Lucky Parent and the Sellers agree not to participate in any scheduled meeting or
substantive discussion, either in person or by telephone, with any Governmental Entity in
connection with the proposed transactions unless they consult with Jupiter Parent and the
Company in advance and, to the extent not prohibited by such Governmental Entity, gives
Jupiter Parent and the Company the opportunity to attend and participate. Each of the
parties hereto agrees not to extend or restart any waiting period under the HSR Act or any
other Antitrust Laws or enter into any agreement with a Governmental Entity not to
consummate the transactions contemplated by this Agreement, except with the prior written
consent of the other party, which consent shall not be unreasonably withheld or delayed.
(h) Prior to the Closing, each of the parties hereto agrees to negotiate in good
faith with the other parties hereto in order to enter into, or have a subsidiary enter
into, a lease agreement, containing fair market terms and conditions, relating to the
facilities set forth on Schedule 5.06(h) of the Seller Disclosure Letter (such facilities,
the “Leased Facilities”).
SECTION 5.07. Expenses. Whether or not the Closing takes place, and except as
expressly set forth in Article VIII, all costs and expenses incurred in connection with this
Agreement and the transactions contemplated hereby shall be paid by the party incurring such
expense, including all costs and expenses incurred pursuant to Sections 1.04 and 5.06.

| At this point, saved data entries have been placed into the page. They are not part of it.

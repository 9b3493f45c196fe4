use crate::cli::args::*;
use crate::cli::completions::handle_completion_command;
use crate::config::CliConfig;
use crate::gateway::{Gateway, LoginOutcome, Outcome};
use crate::storage::session_store::{SessionStore, StoredSession};
use crate::utils::errors::{GatewayFailure, PvwaError, Result};
use crate::utils::output::OutputFormat;
use crate::utils::paths::expand_home;
use crate::vault::catalog::{self, ENDPOINTS};
use crate::vault::client::{QueryParams, QueryValue, BASE_URL_PARAM};
use crate::vault::credentials::{AuthMechanism, LoginRequest};
use crate::vault::create_http_client;
use chrono::Utc;
use serde_json::json;
use std::collections::HashMap;
use std::io::{self, Write};

/// Everything a command needs besides its own arguments
struct Context {
    output: OutputFormat,
    json: bool,
    base_url: Option<String>,
    config: CliConfig,
    store: SessionStore,
    gateway: Gateway,
}

pub async fn handle_command(cli: Cli) -> Result<()> {
    // Initialize logging - always to stderr
    if !cli.quiet {
        let log_level = match cli.verbose {
            0 => "pvwa_rs=warn",  // Default: warnings only
            1 => "pvwa_rs=info",  // -v: info level
            2 => "pvwa_rs=debug", // -vv: debug level
            _ => "pvwa_rs=trace", // -vvv+: trace level
        };

        tracing_subscriber::fmt()
            .with_writer(io::stderr)
            .with_env_filter(log_level)
            .init();
    }

    if let Commands::Completion { ref command } = cli.command {
        return handle_completion_command(command);
    }

    let config = CliConfig::load(&expand_home(&cli.config))?;
    let http = create_http_client(config.timeout())
        .map_err(|e| PvwaError::Config(format!("Failed to create HTTP client: {e}")))?;

    let store = SessionStore::default_location()?;
    let mut gateway = Gateway::new(http);
    if let Some(stored) = store.load()? {
        gateway.restore(stored.session, stored.profile);
    }

    let mut ctx = Context {
        output: OutputFormat::new(cli.raw),
        json: cli.json,
        base_url: cli.base_url,
        config,
        store,
        gateway,
    };

    match cli.command {
        Commands::Login {
            username,
            method,
            concurrent_session,
            change_password,
        } => login_command(&mut ctx, username, method, concurrent_session, change_password).await,
        Commands::Logout => logout_command(&mut ctx).await,
        Commands::Status => status_command(&ctx),
        Commands::Endpoints => endpoints_command(&ctx),
        Commands::Call {
            operation,
            args,
            params,
        } => call_command(&ctx, &operation, &args, &params).await,
        Commands::Get { path, params } => get_command(&ctx, &path, &params).await,
        Commands::Completion { .. } => Ok(()),
    }
}

async fn login_command(
    ctx: &mut Context,
    username: Option<String>,
    method: Option<AuthMechanism>,
    concurrent_session: bool,
    change_password: bool,
) -> Result<()> {
    let base_url = ctx
        .base_url
        .clone()
        .or_else(|| ctx.config.base_url.clone())
        .unwrap_or_default();

    let username = match username {
        Some(user) => user,
        None => prompt_line("Username: ")?,
    };

    let password = rpassword::prompt_password("Password: ")
        .map_err(|e| PvwaError::InvalidInput(format!("Failed to read password: {e}")))?;

    let new_password = if change_password {
        Some(
            rpassword::prompt_password("New password: ")
                .map_err(|e| PvwaError::InvalidInput(format!("Failed to read password: {e}")))?,
        )
    } else {
        None
    };

    let request = LoginRequest {
        base_url,
        username,
        password,
        auth_mechanism: Some(method.unwrap_or(ctx.config.auth_method).to_string()),
        allow_concurrent_sessions: Some(concurrent_session || ctx.config.concurrent_session),
        new_password,
    };

    let result = ctx.gateway.login(request).await.cloned();
    if ctx.json {
        let outcome = LoginOutcome::from(result.as_ref().map_err(Clone::clone));
        ctx.output.print_json(&outcome)?;
    }

    let session = result.map_err(PvwaError::from)?;
    ctx.store.save(&StoredSession {
        session: session.clone(),
        profile: ctx.gateway.profile().cloned(),
    })?;

    if !ctx.json {
        println!(
            "Logged in as {} on {} (session expires at {})",
            session.username,
            session.base_url,
            session.expires_at.to_rfc3339()
        );
    }
    Ok(())
}

async fn logout_command(ctx: &mut Context) -> Result<()> {
    if !ctx.gateway.is_authenticated() {
        if ctx.json {
            ctx.output.print_json(&Outcome::from(Ok(())))?;
        } else {
            println!("No active session");
        }
        return Ok(());
    }

    let result = ctx.gateway.logout().await;
    // The local session goes away even when the vault refused the logoff
    ctx.store.clear()?;

    if ctx.json {
        ctx.output.print_json(&Outcome::from(result.clone()))?;
    } else if result.is_ok() {
        println!("Successfully logged out");
    } else {
        eprintln!("Local session cleared, but the vault logoff failed");
    }

    result.map_err(PvwaError::from)
}

fn status_command(ctx: &Context) -> Result<()> {
    let Some(session) = ctx.gateway.session() else {
        if ctx.json {
            ctx.output.print_json(&json!({ "authenticated": false }))?;
        } else {
            println!("No active session");
        }
        return Ok(());
    };

    let now = Utc::now();
    let expired = session.is_expired_at(now);
    let mechanism = ctx
        .gateway
        .profile()
        .map(|profile| profile.auth_mechanism.to_string());

    if ctx.json {
        return ctx.output.print_json(&json!({
            "authenticated": true,
            "username": session.username,
            "baseUrl": session.base_url,
            "authMechanism": mechanism,
            "createdAt": session.created_at,
            "expiresAt": session.expires_at,
            "expired": expired,
        }));
    }

    let state = if expired {
        "expired".to_string()
    } else {
        format!("valid ({} min left)", session.remaining_at(now).num_minutes())
    };

    let mut rows = vec![
        ("User".to_string(), session.username.clone()),
        ("Vault".to_string(), session.base_url.clone()),
    ];
    if let Some(mechanism) = mechanism {
        rows.push(("Method".to_string(), mechanism));
    }
    rows.push(("Created".to_string(), session.created_at.to_rfc3339()));
    rows.push(("Expires".to_string(), session.expires_at.to_rfc3339()));
    rows.push(("Status".to_string(), state));

    ctx.output.print_key_value(&rows);
    Ok(())
}

fn endpoints_command(ctx: &Context) -> Result<()> {
    if ctx.json {
        let listing: Vec<_> = ENDPOINTS
            .iter()
            .map(|endpoint| {
                json!({
                    "name": endpoint.name,
                    "path": endpoint.template,
                    "method": "GET",
                    "description": endpoint.description,
                    "pathParameters": endpoint.path_params(),
                    "queryParameters": endpoint
                        .query
                        .iter()
                        .map(|param| json!({ "name": param.name, "description": param.description }))
                        .collect::<Vec<_>>(),
                })
            })
            .collect();
        return ctx.output.print_json(&listing);
    }

    let table: Vec<Vec<String>> = ENDPOINTS
        .iter()
        .map(|endpoint| {
            vec![
                endpoint.name.to_string(),
                endpoint.template.to_string(),
                endpoint.query_names(),
                endpoint.description.to_string(),
            ]
        })
        .collect();
    ctx.output.print_table(&table);
    Ok(())
}

async fn call_command(
    ctx: &Context,
    operation: &str,
    args: &[String],
    params: &[String],
) -> Result<()> {
    let endpoint = catalog::find(operation).ok_or_else(|| {
        PvwaError::InvalidInput(format!(
            "Unknown operation '{operation}'. Use 'pvwa-rs endpoints' to list operations."
        ))
    })?;

    let path_args = args
        .iter()
        .map(|raw| parse_pair(raw))
        .collect::<Result<HashMap<_, _>>>()?;
    let logical_path = endpoint.resolve(&path_args)?;

    forward_and_print(ctx, &logical_path, params).await
}

async fn get_command(ctx: &Context, path: &str, params: &[String]) -> Result<()> {
    let logical_path: Vec<String> = path
        .split('/')
        .filter(|segment| !segment.is_empty())
        .map(str::to_string)
        .collect();

    forward_and_print(ctx, &logical_path, params).await
}

async fn forward_and_print(ctx: &Context, logical_path: &[String], params: &[String]) -> Result<()> {
    let mut query = parse_query_params(params)?;
    if let Some(base_url) = &ctx.base_url {
        query
            .entry(BASE_URL_PARAM.to_string())
            .or_insert_with(|| QueryValue::Text(base_url.clone()));
    }

    let result = ctx.gateway.forward(logical_path, &query).await;

    if ctx.json {
        ctx.output.print_json(&Outcome::from(result.clone()))?;
        return result.map(|_| ()).map_err(PvwaError::from);
    }

    match result {
        Ok(data) => ctx.output.print_json(&data),
        Err(failure) => {
            print_failure_details(&failure);
            Err(failure.into())
        }
    }
}

fn print_failure_details(failure: &GatewayFailure) {
    if let Some(status) = failure.http_status {
        eprintln!("HTTP status: {status}");
    }
    if let Some(details) = &failure.details {
        eprintln!("Details: {details}");
    }
}

/// Split `key=value`; the key must not be empty
fn parse_pair(raw: &str) -> Result<(String, String)> {
    match raw.split_once('=') {
        Some((key, value)) if !key.trim().is_empty() => {
            Ok((key.trim().to_string(), value.to_string()))
        }
        _ => Err(PvwaError::InvalidInput(format!(
            "Expected KEY=VALUE, got '{raw}'"
        ))),
    }
}

fn parse_query_params(raw: &[String]) -> Result<QueryParams> {
    raw.iter()
        .map(|pair| {
            let (key, value) = parse_pair(pair)?;
            Ok((key, QueryValue::infer(&value)))
        })
        .collect()
}

fn prompt_line(prompt: &str) -> Result<String> {
    print!("{prompt}");
    io::stdout().flush()?;

    let mut line = String::new();
    io::stdin().read_line(&mut line)?;
    Ok(line.trim().to_string())
}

SECTION 5.08. Post-Closing Cooperation. (a) The Company, Lucky Parent and each
Seller shall cooperate with each other, and shall cause their officers, employees, agents,
auditors and other Representatives to cooperate with each other to ensure the orderly transition
of the Business from each Seller to the Company and to minimize any disruption to the Business and
the other respective businesses of Lucky Parent and Jupiter Parent that might result from the
transactions contemplated hereby. In addition, Lucky Parent and its subsidiaries shall cooperate
in good faith to provide all customary transition service arrangements reasonably requested by the
Company, which services shall be provided by Lucky Parent and its subsidiaries at cost and upon
other customary terms and conditions to be agreed upon. After the Closing, upon reasonable written
notice, the Company, Lucky Parent and each Seller shall furnish or cause to be furnished to each
other and their employees, counsel, auditors and other Representatives access, during normal
business hours, to such information and assistance relating to the Business, including the
Retained Financial Records (to the extent within the control of such party) as is reasonably
necessary for financial reporting, business support, compliance and accounting matters (subject to
any applicable confidentiality obligations).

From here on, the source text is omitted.